As the Treasury Department develops a rule that would require SEC-registered advisors to establish an AML program, a commission official offered some guidance for what those programs should look like, along with a warning that money laundering is not an issue the agency takes lightly.
"The examination program takes this very seriously and expects firms that have these obligations to comply with them," Eric Kringel, an attorney with the SEC's Division of Enforcement who specializes in the Bank Secrecy Act, said during a presentation at the Investment Adviser Association's annual compliance conference on Mar. 11.
The SEC already evaluates AML policies and procedures at brokerage shops and other registered entities that are subject to the program requirement under the Financial Crimes Enforcement Network's definition of a financial institution.
Later this year, FinCEN is expected to publish a regulation that would extend the AML rule to most advisors, but exempt smaller practices registered with the states.
Kringel stressed the importance of tailoring an AML program to the contours of the firm's business and its client base. When commission officials have visited brokerage shops, too often they have discovered that the firm's AML program is a verbatim copy of the template that FINRA has developed, with no customization for the practice.
"It's really important not just to take a model program or a draft program, put it on the shelf and try to implement it," Kringel said. "It tells us nobody's put any thought into what you need to do tailor this program.” Such tailoring is needed to address a firm’s specific business model, customers and business risks, he added.

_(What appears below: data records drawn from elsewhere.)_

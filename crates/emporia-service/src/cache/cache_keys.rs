//! Cache key generators for consistent key naming.
//!
//! The two entity services share one cache instance, so every key is
//! namespaced by entity kind; the same numeric id can never collide across
//! kinds.

/// Prefix for all cache keys.
const CACHE_PREFIX: &str = "emporia:cache";

/// Generates the cache key for a user by id.
#[must_use]
pub fn user(id: i64) -> String {
    format!("{}:user:{}", CACHE_PREFIX, id)
}

/// Generates the cache key for a product by id.
#[must_use]
pub fn product(id: i64) -> String {
    format!("{}:product:{}", CACHE_PREFIX, id)
}

#[cfg(test)]
mod tests {
    use super::*;

    #[test]
    fn test_user_key_format() {
        assert_eq!(user(7), "emporia:cache:user:7");
    }

    #[test]
    fn test_product_key_format() {
        assert_eq!(product(7), "emporia:cache:product:7");
    }

    #[test]
    fn test_kinds_never_collide() {
        assert_ne!(user(7), product(7));
    }
}
//! # Emporia Server
//!
//! Main entry point: loads configuration, wires the store, cache, and entity
//! services, then serves the REST and gRPC APIs concurrently until a shutdown
//! signal arrives.

use emporia_config::{AppConfig, CacheBackend, ConfigLoader};
use emporia_core::{EmporiaError, EmporiaResult};
use emporia_grpc::GrpcServer;
use emporia_repository::{DatabasePool, PgProductRepository, PgUserRepository};
use emporia_rest::{create_router, AppState};
use emporia_service::{
    Cache, MemoryCache, ProductService, ProductServiceImpl, RedisCache, UserService,
    UserServiceImpl,
};
use std::sync::Arc;
use std::time::Duration;
use tokio::signal;
use tracing::{error, info, warn};

#[tokio::main]
async fn main() {
    init_logging();

    info!("Starting Emporia Server...");
    info!("Version: {}", env!("CARGO_PKG_VERSION"));

    if let Err(e) = run().await {
        error!("Application error: {}", e);
        std::process::exit(1);
    }
}

async fn run() -> EmporiaResult<()> {
    // Load configuration
    let config_loader = ConfigLoader::from_default_location()?;
    let config = config_loader.get().await;

    info!("Environment: {}", config.app.environment);
    info!("Cache backend: {}", config.cache.backend);

    // Create database pool and run migrations
    let db_pool = DatabasePool::connect(&config.database).await?;
    db_pool.run_migrations().await?;

    // One cache instance, shared by both entity services
    let cache = build_cache(&config)?;

    // Repositories
    let user_repository = Arc::new(PgUserRepository::new(db_pool.inner().clone()));
    let product_repository = Arc::new(PgProductRepository::new(db_pool.inner().clone()));

    // Entity services
    let user_service: Arc<dyn UserService> =
        Arc::new(UserServiceImpl::new(user_repository, cache.clone()));
    let product_service: Arc<dyn ProductService> =
        Arc::new(ProductServiceImpl::new(product_repository, cache));

    // REST router
    let app_state = AppState::new(user_service.clone(), product_service.clone());
    let router = create_router(app_state, &config.server);

    let rest_addr = config.server.rest_addr();
    info!("Starting REST server on http://{}", rest_addr);

    let listener = tokio::net::TcpListener::bind(&rest_addr)
        .await
        .map_err(|e| EmporiaError::Internal(format!("Failed to bind REST: {}", e)))?;

    // gRPC server
    let grpc_server = GrpcServer::new(&config.server, user_service, product_service)?;

    let grace = config.server.shutdown_grace();

    // Run both servers until the shutdown signal fires; each drains its
    // in-flight requests within the grace period.
    let rest = async {
        axum::serve(listener, router)
            .with_graceful_shutdown(shutdown_signal(grace))
            .await
            .map_err(|e| EmporiaError::Internal(format!("REST server error: {}", e)))
    };
    let grpc = grpc_server.serve_with_shutdown(shutdown_signal(grace));

    tokio::try_join!(rest, grpc)?;

    db_pool.close().await;

    info!("Server shutdown complete");
    Ok(())
}

/// Builds the configured cache backend.
fn build_cache(config: &AppConfig) -> EmporiaResult<Arc<dyn Cache>> {
    match config.cache.backend {
        CacheBackend::Memory => Ok(Arc::new(MemoryCache::new())),
        CacheBackend::Redis => {
            let mut redis_config = deadpool_redis::Config::from_url(&config.cache.redis_url);
            redis_config.pool = Some(deadpool_redis::PoolConfig::new(
                config.cache.pool_size as usize,
            ));
            let pool = redis_config
                .create_pool(Some(deadpool_redis::Runtime::Tokio1))
                .map_err(|e| {
                    EmporiaError::Cache(format!("Failed to create Redis pool: {}", e))
                })?;
            Ok(Arc::new(RedisCache::new(pool)))
        }
    }
}

fn init_logging() {
    use tracing_subscriber::{layer::SubscriberExt, util::SubscriberInitExt, EnvFilter};

    let filter = EnvFilter::try_from_default_env()
        .unwrap_or_else(|_| EnvFilter::new("info,emporia=debug,tower_http=debug"));

    tracing_subscriber::registry()
        .with(filter)
        .with(tracing_subscriber::fmt::layer().with_target(true))
        .init();
}

/// Resolves when a shutdown signal arrives, then arms a hard-exit timer so
/// draining in-flight requests cannot exceed the grace period.
async fn shutdown_signal(grace: Duration) {
    let ctrl_c = async {
        signal::ctrl_c()
            .await
            .expect("failed to install Ctrl+C handler");
    };

    #[cfg(unix)]
    let terminate = async {
        signal::unix::signal(signal::unix::SignalKind::terminate())
            .expect("failed to install signal handler")
            .recv()
            .await;
    };

    #[cfg(not(unix))]
    let terminate = std::future::pending::<()>();

    tokio::select! {
        _ = ctrl_c => {
            info!("Received Ctrl+C, initiating graceful shutdown...");
        }
        _ = terminate => {
            info!("Received terminate signal, initiating graceful shutdown...");
        }
    }

    tokio::spawn(async move {
        tokio::time::sleep(grace).await;
        warn!("Shutdown grace period of {:?} exceeded, terminating", grace);
        std::process::exit(1);
    });
}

If subject to an AML requirement, advisors would have to establish a formal program that would include policies and procedures to screen for and escalate suspicious activity, designate a compliance officer to oversee the program, conduct employee training, and engage in an independent audit. They would also be expected to file suspicious activity reports with government authorities.
A ‘SIGNIFICANT EXPANSION’
"This rule is significant because it's going to bring investment advisors into this Bank Secrecy Act umbrella," said Jonathan Lopez, a partner at the firm Orrick, Herrington & Sutcliffe. "It's a significant expansion."
The rule that FinCEN proposed would not require advisors to maintain a formal customer identification program, or CIP, as other entities are required to. However, Kringel indicated that the SEC will expect advisors to be able to demonstrate that they have an understanding of their clients' typical behavior.
"From where I stand, it's very difficult to assess transactions and customer activity without knowing about those customers. It's not unusual except as measured against what you know about them," Kringel said. "Even if a CIP program is not explicitly required, the program needs to address how you integrate your know-your-customer kind of practices and how you use that to assess the kind of activity" in which clients might engage.
FinCEN has argued that extending AML requirements to advisors, as it had first proposed to do in 2003, would close a loophole that criminals and terrorist financers could exploit to move money through U.S. financial institutions. Even if advisors don't have custody of their clients' assets and work with partner firms that have AML programs in place under the Bank Secrecy Act, brokers or custodial banks might not know the identity of the client who is moving money, as the advisor would.
"As long as investment advisers are not subject to AML program and suspicious activity reporting requirements, money launderers may see them as a low-risk way to enter the U.S. financial system," FinCEN explained in its rule proposal. "It is true that advisers work with financial institutions that are already subject to BSA requirements, such as when executing trades through broker-dealers to purchase or sell client securities, or when directing custodial banks to transfer assets. But such broker-dealers and banks may not have sufficient information to assess suspicious activity or money laundering risk."
RULE CHANGES URGED
The Investment Adviser Association has urged FinCEN to make significant changes to its proposed rule, arguing that the agency should narrow the scope of the proposal to lessen the compliance burden on advisors.
In a comment letter submitted late last year, the group acknowledged the importance of cutting off the flow of dirty money, but suggested that FinCEN could offer more flexibility to better match the diversity of the advisory sector.
The group also took issue with FinCEN's characterization of advisors "as a low-risk way to enter the U.S. financial system."
"We respectfully submit that this statement is simply not true and reflects a fundamental misunderstanding of the nature and scope of services provided by advisors," the IAA wrote. "Advisors do not provide any way — much less 'a low risk way' — for a client to bypass banks, broker-dealers, or other financial institutions covered by the BSA and enter the U.S. financial system."
FinCEN proposed that advisors would have six months to comply with the AML rule following its final publication. Even if that grace period were extended, as some in the industry have urged, firms should begin laying the groundwork for how they would grapple with the new regulation, according to Lopez, the partner with Orrick, Herrington & Sutcliffe.
"Start thinking about this now," he said, "so you're where you need to be when the rule comes out."